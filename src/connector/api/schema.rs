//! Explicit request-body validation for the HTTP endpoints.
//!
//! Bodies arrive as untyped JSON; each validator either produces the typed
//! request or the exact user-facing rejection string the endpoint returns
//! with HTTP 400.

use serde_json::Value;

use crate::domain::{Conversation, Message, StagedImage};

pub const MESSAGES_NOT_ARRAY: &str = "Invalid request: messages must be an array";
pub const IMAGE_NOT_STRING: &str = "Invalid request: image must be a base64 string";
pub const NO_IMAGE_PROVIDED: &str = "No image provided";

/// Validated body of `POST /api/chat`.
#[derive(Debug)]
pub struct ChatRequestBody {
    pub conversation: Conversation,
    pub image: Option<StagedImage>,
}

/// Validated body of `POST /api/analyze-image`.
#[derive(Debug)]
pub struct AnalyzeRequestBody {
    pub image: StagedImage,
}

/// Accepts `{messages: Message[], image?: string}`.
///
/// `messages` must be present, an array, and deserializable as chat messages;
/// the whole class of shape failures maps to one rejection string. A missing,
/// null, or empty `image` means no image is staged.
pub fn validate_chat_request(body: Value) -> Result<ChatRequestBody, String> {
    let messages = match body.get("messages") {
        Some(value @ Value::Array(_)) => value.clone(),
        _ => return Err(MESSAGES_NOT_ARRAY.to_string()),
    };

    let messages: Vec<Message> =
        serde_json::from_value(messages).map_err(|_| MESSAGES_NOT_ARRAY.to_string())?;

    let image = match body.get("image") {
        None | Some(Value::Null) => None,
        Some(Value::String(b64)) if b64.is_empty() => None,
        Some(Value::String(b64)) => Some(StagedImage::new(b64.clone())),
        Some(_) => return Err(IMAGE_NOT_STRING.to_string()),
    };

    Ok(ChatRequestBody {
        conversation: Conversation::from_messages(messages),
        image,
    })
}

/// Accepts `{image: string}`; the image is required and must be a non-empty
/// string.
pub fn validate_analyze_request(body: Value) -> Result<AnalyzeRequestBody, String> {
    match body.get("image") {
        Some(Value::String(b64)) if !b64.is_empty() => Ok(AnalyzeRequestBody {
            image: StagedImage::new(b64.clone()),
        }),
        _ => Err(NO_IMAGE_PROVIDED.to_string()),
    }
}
══════════
**AIM OF THE EXERCISE:** From the "be a non-empty" line to the close of the listing, restate each line word for word.

**TASK SOLUTION:**
/// Accepts `{image: string}`; the image is required and must be a non-empty
/// string.
pub fn validate_analyze_request(body: Value) -> Result<AnalyzeRequestBody, String> {
    match body.get("image") {
        Some(Value::String(b64)) if !b64.is_empty() => Ok(AnalyzeRequestBody {
            image: StagedImage::new(b64.clone()),
        }),
        _ => Err(NO_IMAGE_PROVIDED.to_string()),
    }
}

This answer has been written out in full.